M. le président. La suite de la discussion est renvoyée à la prochaine séance.

Ordre du jour
des prochaines séances

M. le président. Cet après-midi, à quinze heures, deuxième séance publique :

Suite de la discussion de la deuxième partie du projet de loi de finances pour 2006 (n° 2540).

Rapport, n° 2568, de M. Gilles Carrez, rapporteur général, au nom de la commission des finances, de l’économie générale et du Plan.

Défense (suite) :

Sport, jeunesse et vie associative.

Rapport spécial, n° 2568, annexe 35, de M. Denis Merville, au nom de la commission des finances, de l’économie générale et du Plan.

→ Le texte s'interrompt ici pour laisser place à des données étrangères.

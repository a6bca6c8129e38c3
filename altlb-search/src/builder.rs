//! Program Builder: annotation plus target constant to linear program.
//!
//! Every line `i` of an annotation gets `width` pairs of exponent
//! variables `a_i_k`, `b_i_k`; every rule with a speedup parameter gets
//! `x_i` on the line it produces. The rule at position `p` relates line
//! `p` to line `p + 1`.

use crate::annotation::Annotation;
use crate::catalog::{RuleCatalog, RuleKind};
use crate::program::{Domain, LinearExpr, LinearProgram, Relation};
use altlb_math::lp_core::{OptDir, VarId};
use num_rational::BigRational;
use num_traits::{One, Zero};
use serde::{Deserialize, Serialize};

/// What the program optimizes once feasible.
#[derive(Debug, Clone, Copy, PartialEq, Eq, Default, Serialize, Deserialize)]
#[serde(rename_all = "kebab-case")]
pub enum ObjectiveMode {
    /// Pure feasibility
    #[default]
    Feasibility,
    /// Minimize the starting time exponent `a_0_0`
    MinimizeStartExponent,
}

/// Variable layout of the program for one annotation.
#[derive(Debug, Clone, PartialEq, Eq)]
pub struct ProgramLayout {
    lines: usize,
    width: usize,
    params: Vec<Option<VarId>>,
}

impl ProgramLayout {
    /// Layout for `annotation`: all `a`, then all `b`, then parameters by line.
    pub fn for_annotation(annotation: &Annotation) -> Self {
        let lines = annotation.len() + 1;
        let width = annotation.width();
        let mut next = 2 * lines * width;
        let mut params = vec![None; lines];
        for (position, kind) in annotation.kinds().iter().enumerate() {
            if kind.has_parameter() {
                params[position + 1] = Some(next);
                next += 1;
            }
        }
        Self {
            lines,
            width,
            params,
        }
    }

    /// Number of lines.
    pub fn lines(&self) -> usize {
        self.lines
    }

    /// Pairs per line.
    pub fn width(&self) -> usize {
        self.width
    }

    /// Total number of variables.
    pub fn num_variables(&self) -> usize {
        2 * self.lines * self.width + self.params.iter().flatten().count()
    }

    /// Time exponent `a[line][k]`.
    pub fn a(&self, line: usize, k: usize) -> VarId {
        debug_assert!(line < self.lines && k < self.width);
        line * self.width + k
    }

    /// Block exponent `b[line][k]`.
    pub fn b(&self, line: usize, k: usize) -> VarId {
        debug_assert!(line < self.lines && k < self.width);
        self.lines * self.width + line * self.width + k
    }

    /// Speedup parameter of the rule producing `line`.
    pub fn x(&self, line: usize) -> Option<VarId> {
        self.params.get(line).copied().flatten()
    }

    /// Name of every variable, indexed by id.
    pub fn names(&self) -> Vec<String> {
        let mut names = Vec::with_capacity(self.num_variables());
        for prefix in ["a", "b"] {
            for line in 0..self.lines {
                for k in 0..self.width {
                    names.push(format!("{prefix}_{line}_{k}"));
                }
            }
        }
        for (line, param) in self.params.iter().enumerate() {
            if param.is_some() {
                names.push(format!("x_{line}"));
            }
        }
        names
    }
}

/// Builds one linear program per `(annotation, constant)` query.
#[derive(Debug, Clone)]
pub struct ProgramBuilder<'a> {
    catalog: &'a RuleCatalog,
    objective: ObjectiveMode,
}

impl<'a> ProgramBuilder<'a> {
    /// Create a builder for `catalog`.
    pub fn new(catalog: &'a RuleCatalog) -> Self {
        Self {
            catalog,
            objective: ObjectiveMode::default(),
        }
    }

    /// Set the objective mode.
    pub fn with_objective(mut self, objective: ObjectiveMode) -> Self {
        self.objective = objective;
        self
    }

    /// Build the program whose feasibility proves `constant` via `annotation`.
    pub fn build(&self, annotation: &Annotation, constant: &BigRational) -> LinearProgram {
        self.build_with_layout(annotation, constant).0
    }

    /// Like [`ProgramBuilder::build`], also returning the variable layout.
    pub fn build_with_layout(
        &self,
        annotation: &Annotation,
        constant: &BigRational,
    ) -> (LinearProgram, ProgramLayout) {
        let layout = ProgramLayout::for_annotation(annotation);
        let mut program = LinearProgram::new(format!("{} c={constant}", annotation.compact()));
        for name in layout.names() {
            program.add_variable(name, Domain::non_negative());
        }

        let mut emit = Emitter {
            program: &mut program,
            layout: &layout,
        };
        let last = annotation.len();
        emit.boundary(0);
        emit.boundary(last);
        emit.ge(
            "closure",
            layout.a(0, 0),
            layout.a(last, 0),
            BigRational::one(),
        );

        let scaled = constant * self.catalog.alpha();
        for (position, &kind) in annotation.kinds().iter().enumerate() {
            let line = position + 1;
            match kind {
                RuleKind::Open => emit.open(line),
                RuleKind::Speedup => emit.speedup(line),
                RuleKind::Slowdown => emit.slowdown(line, constant, &scaled),
            }
        }

        if self.objective == ObjectiveMode::MinimizeStartExponent {
            program.set_objective(OptDir::Minimize, LinearExpr::var(layout.a(0, 0)));
        }
        (program, layout)
    }
}

struct Emitter<'p> {
    program: &'p mut LinearProgram,
    layout: &'p ProgramLayout,
}

impl Emitter<'_> {
    fn constrain(&mut self, label: String, lhs: LinearExpr, relation: Relation, rhs: BigRational) {
        self.program.add_constraint(label, lhs, relation, rhs);
    }

    /// `var = value`
    fn fix(&mut self, label: String, var: VarId, value: i64) {
        let value = BigRational::from_integer(value.into());
        self.constrain(label, LinearExpr::var(var), Relation::Eq, value);
    }

    /// `var >= value`
    fn at_least(&mut self, label: String, var: VarId, value: i64) {
        let value = BigRational::from_integer(value.into());
        self.constrain(label, LinearExpr::var(var), Relation::Ge, value);
    }

    /// `lhs >= factor * rhs`
    fn ge(&mut self, label: impl Into<String>, lhs: VarId, rhs: VarId, factor: BigRational) {
        let expr = LinearExpr::var(lhs).term(rhs, -factor);
        self.constrain(label.into(), expr, Relation::Ge, BigRational::zero());
    }

    /// `lhs = rhs`
    fn same(&mut self, label: String, lhs: VarId, rhs: VarId) {
        let expr = LinearExpr::var(lhs).minus(rhs);
        self.constrain(label, expr, Relation::Eq, BigRational::zero());
    }

    fn param(&self, line: usize) -> VarId {
        match self.layout.x(line) {
            Some(x) => x,
            None => unreachable!("line {line} has no speedup parameter"),
        }
    }

    fn boundary(&mut self, line: usize) {
        let l = self.layout;
        self.at_least(format!("l{line}_a0"), l.a(line, 0), 1);
        self.fix(format!("l{line}_b0"), l.b(line, 0), 1);
        for k in 1..l.width() {
            self.fix(format!("l{line}_a{k}"), l.a(line, k), 0);
            self.fix(format!("l{line}_b{k}"), l.b(line, k), 0);
        }
    }

    fn open(&mut self, i: usize) {
        let l = self.layout;
        let x = self.param(i);
        let one = BigRational::one();
        // a[i][0] = a[i-1][0] - x
        self.constrain(
            format!("r{i}_open_a0"),
            LinearExpr::var(l.a(i, 0)).minus(l.a(i - 1, 0)).plus(x),
            Relation::Eq,
            BigRational::zero(),
        );
        self.fix(format!("r{i}_open_b0"), l.b(i, 0), 1);
        self.fix(format!("r{i}_open_a1"), l.a(i, 1), 0);
        self.ge(format!("r{i}_open_b1_x"), l.b(i, 1), x, one);
        self.at_least(format!("r{i}_open_b1"), l.b(i, 1), 1);
        self.same(format!("r{i}_open_a2"), l.a(i, 2), x);
        self.fix(format!("r{i}_open_b2"), l.b(i, 2), 1);
        for k in 3..l.width() {
            self.fix(format!("r{i}_open_a{k}"), l.a(i, k), 0);
            self.fix(format!("r{i}_open_b{k}"), l.b(i, k), 0);
        }
    }

    fn speedup(&mut self, i: usize) {
        let l = self.layout;
        let x = self.param(i);
        let one = BigRational::one;
        self.at_least(format!("r{i}_up_a0"), l.a(i, 0), 1);
        // a[i][0] >= a[i-1][0] - x
        self.constrain(
            format!("r{i}_up_a0_x"),
            LinearExpr::var(l.a(i, 0)).minus(l.a(i - 1, 0)).plus(x),
            Relation::Ge,
            BigRational::zero(),
        );
        self.ge(format!("r{i}_up_b0"), l.b(i, 0), l.b(i - 1, 0), one());
        self.fix(format!("r{i}_up_a1"), l.a(i, 1), 0);
        self.ge(format!("r{i}_up_b1_x"), l.b(i, 1), x, one());
        self.ge(format!("r{i}_up_b1"), l.b(i, 1), l.b(i - 1, 0), one());
        self.ge(format!("r{i}_up_a2"), l.a(i, 2), l.a(i - 1, 1), one());
        self.ge(format!("r{i}_up_a2_x"), l.a(i, 2), x, one());
        self.ge(format!("r{i}_up_b2"), l.b(i, 2), l.b(i - 1, 1), one());
        for k in 3..l.width() {
            self.same(format!("r{i}_up_a{k}"), l.a(i, k), l.a(i - 1, k - 1));
            self.same(format!("r{i}_up_b{k}"), l.b(i, k), l.b(i - 1, k - 1));
        }
    }

    fn slowdown(&mut self, i: usize, c: &BigRational, c_alpha: &BigRational) {
        let l = self.layout;
        self.ge(format!("r{i}_down_a0_a0"), l.a(i, 0), l.a(i - 1, 0), c.clone());
        self.ge(format!("r{i}_down_a0_a1"), l.a(i, 0), l.a(i - 1, 1), c.clone());
        self.ge(format!("r{i}_down_a0_b0"), l.a(i, 0), l.b(i - 1, 0), c_alpha.clone());
        self.ge(format!("r{i}_down_a0_b1"), l.a(i, 0), l.b(i - 1, 1), c_alpha.clone());
        self.same(format!("r{i}_down_b0"), l.b(i, 0), l.b(i - 1, 1));
        let top = l.width() - 1;
        for k in 1..top {
            self.same(format!("r{i}_down_a{k}"), l.a(i, k), l.a(i - 1, k + 1));
            self.same(format!("r{i}_down_b{k}"), l.b(i, k), l.b(i - 1, k + 1));
        }
        self.fix(format!("r{i}_down_a{top}"), l.a(i, top), 0);
        self.fix(format!("r{i}_down_b{top}"), l.b(i, top), 0);
    }
}

#[cfg(test)]
mod tests {
    use super::*;
    use crate::program::Assignment;
    use altlb_math::rational::{from_f64, rat};
    use altlb_math::LPResult;

    fn solve(program: &LinearProgram) -> Option<Assignment> {
        match program.to_solver().solve() {
            LPResult::Optimal { values, .. } => {
                Some(Assignment::from_solver(program.variables().len(), &values))
            }
            _ => None,
        }
    }

    fn feasible(catalog: &RuleCatalog, compact: &str, c: f64) -> bool {
        let annotation = Annotation::parse(catalog, compact).unwrap();
        let constant = from_f64(c).unwrap();
        let program = ProgramBuilder::new(catalog).build(&annotation, &constant);
        match solve(&program) {
            Some(assignment) => {
                assert!(program.check(&assignment, &rat(0)).is_ok());
                true
            }
            None => false,
        }
    }

    #[test]
    fn test_layout_ids_are_dense() {
        let catalog = RuleCatalog::standard();
        let annotation = Annotation::parse(&catalog, "O+---").unwrap();
        let layout = ProgramLayout::for_annotation(&annotation);
        assert_eq!(layout.lines(), 6);
        assert_eq!(layout.width(), 4);
        assert_eq!(layout.num_variables(), 2 * 6 * 4 + 2);
        assert_eq!(layout.a(0, 0), 0);
        assert_eq!(layout.b(0, 0), 24);
        assert_eq!(layout.x(1), Some(48));
        assert_eq!(layout.x(2), Some(49));
        assert_eq!(layout.x(3), None);

        let names = layout.names();
        assert_eq!(names.len(), layout.num_variables());
        assert_eq!(names[layout.a(2, 3)], "a_2_3");
        assert_eq!(names[layout.b(5, 1)], "b_5_1");
        assert_eq!(names[48], "x_1");
    }

    #[test]
    fn test_program_shape() {
        let catalog = RuleCatalog::standard();
        let annotation = Annotation::parse(&catalog, "O--").unwrap();
        let program = ProgramBuilder::new(&catalog).build(&annotation, &rat(1));
        assert_eq!(program.variables().len(), 2 * 4 * 3 + 1);
        assert!(program.objective().is_none());
        assert!(program.constraints().iter().any(|c| c.label == "closure"));
        assert!(program.constraints().iter().any(|c| c.label == "r1_open_a0"));
        assert!(program.constraints().iter().any(|c| c.label == "r3_down_b2"));
    }

    #[test]
    fn test_sqrt_two_bound() {
        let catalog = RuleCatalog::standard();
        assert!(feasible(&catalog, "O--", 1.0));
        assert!(feasible(&catalog, "O--", 1.4));
        assert!(!feasible(&catalog, "O--", 1.42));
        assert!(!feasible(&catalog, "O--", 2.0));
    }

    #[test]
    fn test_two_step_bound() {
        let catalog = RuleCatalog::two_step();
        assert!(feasible(&catalog, "+-", 0.5));
        assert!(feasible(&catalog, "+-", 1.0));
        assert!(!feasible(&catalog, "+-", 1.0625));
    }

    #[test]
    fn test_alpha_scales_slowdown() {
        // A smaller slowdown weight can only help.
        let catalog = RuleCatalog::standard().with_alpha(0.5).unwrap();
        assert!(feasible(&catalog, "O--", 1.42));
    }

    #[test]
    fn test_minimize_start_exponent() {
        let catalog = RuleCatalog::standard();
        let annotation = Annotation::parse(&catalog, "O--").unwrap();
        let builder =
            ProgramBuilder::new(&catalog).with_objective(ObjectiveMode::MinimizeStartExponent);
        let (program, layout) = builder.build_with_layout(&annotation, &rat(1));
        assert!(program.objective().is_some());
        let assignment = solve(&program).unwrap();
        // Line 0 is a boundary line, so a_0_0 >= 1.
        let start = assignment.get(layout.a(0, 0)).unwrap().clone();
        assert!(start >= rat(1));
        assert!(program.check(&assignment, &rat(0)).is_ok());
    }
}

Avis, n° 2569, annexe XII, de M. Olivier Jardé, au nom de la commission des affaires culturelles, familiales et sociales.

A vingt et une heures trente, troisième séance publique :

Suite de la discussion de la deuxième partie du projet de loi de finances pour 2006, n° 2540.

Rapport, n° 2568, de M. Gilles Carrez, rapporteur général, au nom de la commission des finances, de l’économie générale et du Plan.

Sport, jeunesse et vie associative (suite).

Médias ; compte spécial : Avances à l’audiovisuel public ; article 95.

Rapport spécial, n° 2568, annexe XIX, de M. Patrice Martin-Lalande au nom de la commission des finances, de l’économie générale et du Plan.

Avis, n° 2569, annexe V, de M. Emmanuel Hamelin, au nom de la commission des affaires culturelles, familiales et sociales.

La séance est levée.

(La séance est levée à treize heures cinq.)